* Excerpted records *
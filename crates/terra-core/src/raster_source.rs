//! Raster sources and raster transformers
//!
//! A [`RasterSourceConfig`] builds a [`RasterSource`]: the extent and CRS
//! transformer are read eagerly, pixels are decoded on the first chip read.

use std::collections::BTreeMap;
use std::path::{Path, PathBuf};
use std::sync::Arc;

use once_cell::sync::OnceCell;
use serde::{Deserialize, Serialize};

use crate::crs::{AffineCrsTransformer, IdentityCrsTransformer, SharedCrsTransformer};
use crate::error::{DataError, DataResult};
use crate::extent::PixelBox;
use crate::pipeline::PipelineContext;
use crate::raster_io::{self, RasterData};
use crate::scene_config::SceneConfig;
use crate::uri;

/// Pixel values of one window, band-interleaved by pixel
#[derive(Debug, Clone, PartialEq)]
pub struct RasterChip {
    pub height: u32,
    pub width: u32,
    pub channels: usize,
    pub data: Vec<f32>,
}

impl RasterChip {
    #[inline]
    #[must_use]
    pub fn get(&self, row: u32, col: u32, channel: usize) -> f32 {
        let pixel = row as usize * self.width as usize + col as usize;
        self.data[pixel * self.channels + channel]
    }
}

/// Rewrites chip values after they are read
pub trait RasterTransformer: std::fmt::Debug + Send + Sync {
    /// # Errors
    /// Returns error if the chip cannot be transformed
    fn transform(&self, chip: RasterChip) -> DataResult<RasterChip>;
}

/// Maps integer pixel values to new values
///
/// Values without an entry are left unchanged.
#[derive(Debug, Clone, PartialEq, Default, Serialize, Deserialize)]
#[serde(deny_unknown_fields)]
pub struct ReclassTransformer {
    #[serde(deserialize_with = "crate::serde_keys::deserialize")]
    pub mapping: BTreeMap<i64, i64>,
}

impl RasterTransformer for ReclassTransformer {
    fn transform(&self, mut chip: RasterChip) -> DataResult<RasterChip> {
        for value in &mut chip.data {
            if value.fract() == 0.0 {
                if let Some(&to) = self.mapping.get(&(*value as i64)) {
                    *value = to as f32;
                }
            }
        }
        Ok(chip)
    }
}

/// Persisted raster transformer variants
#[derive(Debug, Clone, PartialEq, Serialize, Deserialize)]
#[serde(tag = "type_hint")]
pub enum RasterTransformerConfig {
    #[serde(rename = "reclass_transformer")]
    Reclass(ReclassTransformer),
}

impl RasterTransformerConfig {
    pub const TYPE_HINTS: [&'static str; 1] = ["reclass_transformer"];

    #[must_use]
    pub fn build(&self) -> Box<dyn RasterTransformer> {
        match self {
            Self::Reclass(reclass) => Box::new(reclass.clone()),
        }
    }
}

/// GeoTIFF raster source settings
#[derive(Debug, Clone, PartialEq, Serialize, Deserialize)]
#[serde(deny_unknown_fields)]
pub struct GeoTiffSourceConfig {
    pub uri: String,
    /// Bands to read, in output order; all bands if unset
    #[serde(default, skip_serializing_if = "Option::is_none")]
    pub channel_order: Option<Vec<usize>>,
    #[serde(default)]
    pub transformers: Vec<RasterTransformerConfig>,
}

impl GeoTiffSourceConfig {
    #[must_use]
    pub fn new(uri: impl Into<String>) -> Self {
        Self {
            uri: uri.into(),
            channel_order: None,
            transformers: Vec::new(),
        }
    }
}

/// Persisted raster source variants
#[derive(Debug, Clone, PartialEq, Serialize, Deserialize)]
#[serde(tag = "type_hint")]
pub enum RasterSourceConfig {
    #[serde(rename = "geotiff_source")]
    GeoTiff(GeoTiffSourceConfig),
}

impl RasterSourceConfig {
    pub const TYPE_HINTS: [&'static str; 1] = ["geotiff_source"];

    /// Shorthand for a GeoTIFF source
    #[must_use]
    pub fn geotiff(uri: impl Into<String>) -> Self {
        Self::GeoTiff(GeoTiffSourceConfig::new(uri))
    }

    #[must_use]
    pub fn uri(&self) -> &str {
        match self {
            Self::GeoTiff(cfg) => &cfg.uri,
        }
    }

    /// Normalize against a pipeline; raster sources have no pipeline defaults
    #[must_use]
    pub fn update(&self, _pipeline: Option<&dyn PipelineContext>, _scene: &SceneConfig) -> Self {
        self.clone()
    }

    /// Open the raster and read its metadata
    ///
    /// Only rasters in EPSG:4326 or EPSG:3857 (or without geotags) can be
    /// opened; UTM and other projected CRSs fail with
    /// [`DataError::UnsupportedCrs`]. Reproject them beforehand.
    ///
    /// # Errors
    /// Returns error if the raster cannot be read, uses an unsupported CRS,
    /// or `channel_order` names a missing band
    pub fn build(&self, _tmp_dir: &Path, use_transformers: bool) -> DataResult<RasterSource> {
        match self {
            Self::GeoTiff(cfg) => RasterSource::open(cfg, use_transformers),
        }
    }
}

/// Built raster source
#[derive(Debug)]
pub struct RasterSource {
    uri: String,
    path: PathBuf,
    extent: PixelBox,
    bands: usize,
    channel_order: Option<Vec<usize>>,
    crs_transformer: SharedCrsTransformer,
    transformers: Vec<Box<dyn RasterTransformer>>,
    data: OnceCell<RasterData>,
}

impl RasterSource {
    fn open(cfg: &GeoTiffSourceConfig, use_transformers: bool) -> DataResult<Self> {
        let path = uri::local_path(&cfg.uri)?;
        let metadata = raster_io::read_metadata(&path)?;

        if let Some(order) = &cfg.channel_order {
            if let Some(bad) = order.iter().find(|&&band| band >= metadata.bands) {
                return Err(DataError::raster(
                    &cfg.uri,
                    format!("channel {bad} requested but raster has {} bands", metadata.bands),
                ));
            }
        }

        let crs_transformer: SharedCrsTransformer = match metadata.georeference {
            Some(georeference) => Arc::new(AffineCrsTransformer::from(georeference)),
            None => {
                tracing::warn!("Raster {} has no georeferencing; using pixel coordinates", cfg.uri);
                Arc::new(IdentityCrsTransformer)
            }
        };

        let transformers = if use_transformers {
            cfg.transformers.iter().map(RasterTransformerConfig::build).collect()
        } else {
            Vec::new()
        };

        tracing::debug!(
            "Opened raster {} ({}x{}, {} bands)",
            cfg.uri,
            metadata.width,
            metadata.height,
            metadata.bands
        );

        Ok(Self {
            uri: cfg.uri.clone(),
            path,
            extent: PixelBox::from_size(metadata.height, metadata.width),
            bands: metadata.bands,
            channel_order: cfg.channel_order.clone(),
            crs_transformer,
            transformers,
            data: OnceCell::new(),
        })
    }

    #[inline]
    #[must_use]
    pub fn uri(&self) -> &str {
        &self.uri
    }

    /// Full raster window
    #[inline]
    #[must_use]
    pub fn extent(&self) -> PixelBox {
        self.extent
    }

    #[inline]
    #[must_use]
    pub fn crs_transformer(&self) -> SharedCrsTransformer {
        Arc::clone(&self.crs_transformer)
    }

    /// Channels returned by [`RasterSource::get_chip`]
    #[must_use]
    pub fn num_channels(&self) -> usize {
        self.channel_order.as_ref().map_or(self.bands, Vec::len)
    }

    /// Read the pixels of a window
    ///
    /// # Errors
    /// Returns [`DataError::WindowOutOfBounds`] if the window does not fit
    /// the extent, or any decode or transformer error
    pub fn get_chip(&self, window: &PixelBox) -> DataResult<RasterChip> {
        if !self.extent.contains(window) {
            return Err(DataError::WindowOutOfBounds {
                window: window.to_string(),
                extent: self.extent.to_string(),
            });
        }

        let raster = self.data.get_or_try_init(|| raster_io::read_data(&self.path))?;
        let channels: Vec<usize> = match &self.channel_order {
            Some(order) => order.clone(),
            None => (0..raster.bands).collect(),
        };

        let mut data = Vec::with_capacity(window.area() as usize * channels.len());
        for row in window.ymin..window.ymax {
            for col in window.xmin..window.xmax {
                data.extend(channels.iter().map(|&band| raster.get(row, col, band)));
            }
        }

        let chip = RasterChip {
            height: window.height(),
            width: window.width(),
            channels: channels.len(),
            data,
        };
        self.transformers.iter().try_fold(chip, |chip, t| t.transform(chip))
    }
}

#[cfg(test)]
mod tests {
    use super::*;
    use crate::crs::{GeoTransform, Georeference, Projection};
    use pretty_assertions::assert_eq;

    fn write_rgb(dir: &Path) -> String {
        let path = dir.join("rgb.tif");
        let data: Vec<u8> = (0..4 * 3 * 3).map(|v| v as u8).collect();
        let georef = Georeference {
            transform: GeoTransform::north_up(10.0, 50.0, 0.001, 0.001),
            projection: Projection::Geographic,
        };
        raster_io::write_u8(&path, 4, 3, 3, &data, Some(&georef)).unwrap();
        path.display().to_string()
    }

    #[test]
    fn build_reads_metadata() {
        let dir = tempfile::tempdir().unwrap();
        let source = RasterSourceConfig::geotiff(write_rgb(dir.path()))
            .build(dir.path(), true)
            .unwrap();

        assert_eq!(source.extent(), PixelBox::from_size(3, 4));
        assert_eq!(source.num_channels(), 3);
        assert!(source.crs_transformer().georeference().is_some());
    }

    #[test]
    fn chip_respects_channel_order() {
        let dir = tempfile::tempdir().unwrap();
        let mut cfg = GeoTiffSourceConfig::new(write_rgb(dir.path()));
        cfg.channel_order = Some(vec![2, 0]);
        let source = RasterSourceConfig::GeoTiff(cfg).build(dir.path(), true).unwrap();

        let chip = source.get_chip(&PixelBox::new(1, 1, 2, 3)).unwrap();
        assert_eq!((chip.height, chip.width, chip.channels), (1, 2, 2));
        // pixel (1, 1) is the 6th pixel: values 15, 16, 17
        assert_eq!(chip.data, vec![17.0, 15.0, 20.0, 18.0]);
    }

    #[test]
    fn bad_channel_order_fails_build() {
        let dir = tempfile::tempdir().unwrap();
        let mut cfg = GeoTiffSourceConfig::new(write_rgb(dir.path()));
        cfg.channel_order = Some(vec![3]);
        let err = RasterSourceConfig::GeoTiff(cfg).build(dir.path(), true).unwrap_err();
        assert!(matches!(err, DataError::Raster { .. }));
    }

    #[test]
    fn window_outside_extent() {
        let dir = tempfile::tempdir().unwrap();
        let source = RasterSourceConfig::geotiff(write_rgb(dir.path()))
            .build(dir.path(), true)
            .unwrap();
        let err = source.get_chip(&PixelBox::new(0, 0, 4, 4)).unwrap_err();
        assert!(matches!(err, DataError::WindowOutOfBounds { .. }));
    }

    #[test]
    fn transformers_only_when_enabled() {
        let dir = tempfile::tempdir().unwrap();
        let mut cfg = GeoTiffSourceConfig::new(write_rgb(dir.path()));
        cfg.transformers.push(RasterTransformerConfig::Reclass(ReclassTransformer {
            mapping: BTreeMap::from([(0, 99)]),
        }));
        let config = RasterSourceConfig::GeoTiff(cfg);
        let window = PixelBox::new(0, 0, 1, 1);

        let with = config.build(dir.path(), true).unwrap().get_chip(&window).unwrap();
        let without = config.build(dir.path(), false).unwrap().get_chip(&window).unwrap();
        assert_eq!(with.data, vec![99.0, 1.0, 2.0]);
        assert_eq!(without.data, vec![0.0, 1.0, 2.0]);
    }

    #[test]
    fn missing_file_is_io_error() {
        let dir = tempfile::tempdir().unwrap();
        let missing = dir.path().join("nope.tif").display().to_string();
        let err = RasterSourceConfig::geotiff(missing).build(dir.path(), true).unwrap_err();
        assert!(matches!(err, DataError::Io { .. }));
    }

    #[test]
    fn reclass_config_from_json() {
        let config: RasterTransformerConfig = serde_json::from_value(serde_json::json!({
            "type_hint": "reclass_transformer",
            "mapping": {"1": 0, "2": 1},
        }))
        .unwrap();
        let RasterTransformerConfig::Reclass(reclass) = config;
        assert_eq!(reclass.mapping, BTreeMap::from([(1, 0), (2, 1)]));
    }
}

* Work to complete *
The answer is the records above restated word for word from their opening line through the line that holds "cannot be transformed", both included, and nothing else.

* Solved exercise *
filename crates/terra-core/src/raster_source.rs
//! Raster sources and raster transformers
//!
//! A [`RasterSourceConfig`] builds a [`RasterSource`]: the extent and CRS
//! transformer are read eagerly, pixels are decoded on the first chip read.

use std::collections::BTreeMap;
use std::path::{Path, PathBuf};
use std::sync::Arc;

use once_cell::sync::OnceCell;
use serde::{Deserialize, Serialize};

use crate::crs::{AffineCrsTransformer, IdentityCrsTransformer, SharedCrsTransformer};
use crate::error::{DataError, DataResult};
use crate::extent::PixelBox;
use crate::pipeline::PipelineContext;
use crate::raster_io::{self, RasterData};
use crate::scene_config::SceneConfig;
use crate::uri;

/// Pixel values of one window, band-interleaved by pixel
#[derive(Debug, Clone, PartialEq)]
pub struct RasterChip {
    pub height: u32,
    pub width: u32,
    pub channels: usize,
    pub data: Vec<f32>,
}

impl RasterChip {
    #[inline]
    #[must_use]
    pub fn get(&self, row: u32, col: u32, channel: usize) -> f32 {
        let pixel = row as usize * self.width as usize + col as usize;
        self.data[pixel * self.channels + channel]
    }
}

/// Rewrites chip values after they are read
pub trait RasterTransformer: std::fmt::Debug + Send + Sync {
    /// # Errors
    /// Returns error if the chip cannot be transformed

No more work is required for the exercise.